Bath City

The Bath man who ran for 25 hours on the ‘brutal’ South West Path Bath City News

On May 1, 2021, I set off from the Chipping Campden end of the Cotswolds Way at 7am, intending to become the first person to complete the 102 mile course in one go, self-sufficient. The gentle hill out of town rewarded me with incredible first views from the road, on a hazy haze engulfing Worcester and Warwickshire. The blissful feeling of having the English countryside to myself meant the first hour was a breeze as I walked up Broadway Tower and down into Broadway Town 6 miles away.

Outside of Broadway the hills started to get a little more serious, but I was able to stay on track through the quintessentially English villages of Stanton and Stanway, with narrow streets lined with thatched cottages, to walk half a century. uneventful marathon.

Winchcombe (30 km) was the first chance to stock up on liquids and a climb out of town then turned into rolling fields. The landscape has changed in the blink of an eye, from rolling hills, to woods carpeted with hyacinths, to tracks lined with thistles, to farmland, with sheep and cows watching me curiously as I stroll. Approaching the marathon distance, a climb up Cleeve Hill was tough, but worth it for some sensational views of Cheltenham, Gloucestershire and even the Brecon Beacons in Wales in the distance.

After a hill up to Lineover Wood, I enjoyed a gentle expanse of wooded flat around the 50 km mark and headed to my next stop for a drink at the Crickley Hill Visitor Center ( 60 km), where I proceeded to purchase the store. their bottled water and got myself a can of Coke. This is where I dealt with the first sign of a blister on my left heel as well, but with the power of Compeed it turned out to be only a mild irritant and nothing to slow down progress.

Through the woods overlooking Gloucester (approx 45 miles) I made the mistake of tempting fate by thinking ‘I’m really enjoying this’ but hit my toe badly on a tree root … twice … letting me clop for a few 100m sections. I cursed the fatigue setting in which I didn’t lift my feet.

The gentle slopes out of Painswick quickly became less gentle and the race got really tough across Edge Common and up to Haresfield Beacon (halfway), although more spectacular views (this time over the estuary of the Severn) were the prize.
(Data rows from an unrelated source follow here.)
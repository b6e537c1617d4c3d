//! Question bank adapters

mod builtin;

pub use builtin::BuiltinQuestionBank;
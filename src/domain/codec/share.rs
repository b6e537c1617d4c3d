//! Shareable links carrying a profile code as `?profile=<code>`.

use url::Url;

use super::code::ProfileCode;

/// Query parameter that carries the code.
pub const PROFILE_QUERY_PARAM: &str = "profile";

/// `base` with `profile=<code>` set, replacing any existing value.
pub fn share_url(base: &Url, code: &ProfileCode) -> Url {
    let mut url = strip_profile_param(base);
    url.query_pairs_mut()
        .append_pair(PROFILE_QUERY_PARAM, code.as_str());
    url
}

/// The raw `profile` parameter value, if any. Not validated or decoded.
pub fn code_from_url(url: &Url) -> Option<String> {
    url.query_pairs()
        .find(|(key, _)| key == PROFILE_QUERY_PARAM)
        .map(|(_, value)| value.into_owned())
}

/// `url` with every `profile` parameter removed and other parameters kept.
pub fn strip_profile_param(url: &Url) -> Url {
    let kept: Vec<(String, String)> = url
        .query_pairs()
        .filter(|(key, _)| key != PROFILE_QUERY_PARAM)
        .map(|(k, v)| (k.into_owned(), v.into_owned()))
        .collect();

    let mut stripped = url.clone();
    if kept.is_empty() {
        stripped.set_query(None);
    } else {
        stripped.query_pairs_mut().clear().extend_pairs(kept);
    }
    stripped
}

#[cfg(test)]
mod tests {
    use super::*;

    fn code(s: &str) -> ProfileCode {
        ProfileCode::parse(s).unwrap()
    }

    #[test]
    fn share_url_appends_profile_param() {
        let base = Url::parse("http://localhost:8080").unwrap();
        let url = share_url(&base, &code("wise-oak-bridge"));
        assert_eq!(url.as_str(), "http://localhost:8080/?profile=wise-oak-bridge");
    }

    #[test]
    fn share_url_keeps_other_params_and_replaces_profile() {
        let base = Url::parse("https://learn.example.org/start?lang=en&profile=old-code-here").unwrap();
        let url = share_url(&base, &code("swift-falcon-peak"));
        assert_eq!(
            url.as_str(),
            "https://learn.example.org/start?lang=en&profile=swift-falcon-peak"
        );
    }

    #[test]
    fn code_from_url_reads_param() {
        let url = Url::parse("https://learn.example.org/?profile=bright-eagle-summit").unwrap();
        assert_eq!(code_from_url(&url).as_deref(), Some("bright-eagle-summit"));
    }

    #[test]
    fn code_from_url_missing() {
        let url = Url::parse("https://learn.example.org/?lang=en").unwrap();
        assert_eq!(code_from_url(&url), None);
    }

    #[test]
    fn strip_removes_only_profile() {
        let url = Url::parse("https://learn.example.org/a?profile=x-y-z&lang=en").unwrap();
        assert_eq!(strip_profile_param(&url).as_str(), "https://learn.example.org/a?lang=en");
    }

    #[test]
    fn strip_drops_empty_query() {
        let url = Url::parse("https://learn.example.org/a?profile=x-y-z").unwrap();
        assert_eq!(strip_profile_param(&url).as_str(), "https://learn.example.org/a");
    }

    #[test]
    fn share_then_read_back() {
        let base = Url::parse("http://localhost:8080/learn").unwrap();
        let url = share_url(&base, &code("melodic-pine-flow"));
        assert_eq!(code_from_url(&url).as_deref(), Some("melodic-pine-flow"));
        assert_eq!(strip_profile_param(&url), base);
    }
}
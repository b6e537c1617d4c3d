//! Foundation module - Shared domain primitives.
//!
//! Contains the error vocabulary and the ordered rule-chain machinery used
//! by the scoring and adaptation engines.

mod errors;
mod rules;

pub use errors::{DomainError, ErrorCode, ValidationError};
pub use rules::{threshold, Rule, RuleChain, RuleMatch};
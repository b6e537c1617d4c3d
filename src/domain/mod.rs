//! Domain layer containing business logic and domain types.
//!
//! # Module Organization
//!
//! - `foundation` - Shared primitives (errors, ordered rule chains)
//! - `learner` - The ten-field learner profile and the active-profile slot
//! - `assessment` - Question shapes, answer sets, scoring and sessions
//! - `adaptation` - Profile to UI, content tier, voice persona and paths
//! - `content` - Tiered lesson/quiz text and module progress
//! - `codec` - Shareable profile codes and links

pub mod adaptation;
pub mod assessment;
pub mod codec;
pub mod content;
pub mod foundation;
pub mod learner;
//! Configuration error types

use std::path::PathBuf;
use thiserror::Error;

/// Errors that can occur during configuration loading
#[derive(Debug, Error)]
pub enum ConfigError {
    #[error("Configuration loading failed: {0}")]
    LoadError(#[from] config::ConfigError),

    #[error("Validation failed: {0}")]
    ValidationFailed(#[from] ValidationError),
}

/// Errors that can occur during configuration validation
#[derive(Debug, Error)]
pub enum ValidationError {
    #[error("Required configuration missing: {0}")]
    MissingRequired(&'static str),

    #[error("Invalid log filter directive: {0}")]
    InvalidLogLevel(String),

    #[error("Invalid share base URL: {0}")]
    InvalidShareUrl(String),

    #[error("Share base URL must use http or https")]
    ShareUrlMustBeHttp,

    #[error("Voice agent id for '{0}' is empty")]
    EmptyAgentId(String),

    #[error("Content library file not found: {}", .0.display())]
    ContentFileMissing(PathBuf),
}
Kings Stanley Co-op was my next stop for liquids and an hour later, with the light going 95 miles away, the headlamp continued.

If the hills had been bad so far, they turned hellish 100km away, with a 35% incline to Cam Long Down, then a long descent into Dursley, followed by a succession of huge climbs and descents brutally steep out of town then into North Nibley and Wotton-under-Edge. It was slow in the dark, the climbs wreaking havoc on the legs and lungs and having to take the descents carefully to avoid turning your ankle on rocky ground.

At 120 km a mini natural waterfall in Splatt’s Wood and water purification tablets gave me the fluids that would allow me to take me to the end and it was shortly after that point that I had had a surge of energy and enjoyed a few hours of quiet night- time running at a brisk pace, reaching Tormarton and shortly after, the M4.

That second wind blew, however, and even the hint of the sun emerging in the east couldn’t help but deteriorate about 12 miles from the end. Nausea and feeling like I was going to pass out, I sat on a bench outside the grounds of Dyrham Park, struggling against the urge to take a nap.

Forcing me to move on, the next few miles were hell, but I got a boost of adrenaline as I completed the last big climb up to Lansdown and hit the familiar training territory around Bath Racecourse. The day ended well as it had started, with an early morning mist, the city of Bath hidden below me as I passed Kelston Roundhill. I fell in Weston, made the last short climb to Summerhill and walked through Victoria Park, past the Royal Crescent, through the Circus and down into town. As the Abbey loomed, I curled up in a ball on the limestone slab that marks the end of the course at 8.15am, delirious with fatigue but ecstatic to do the job.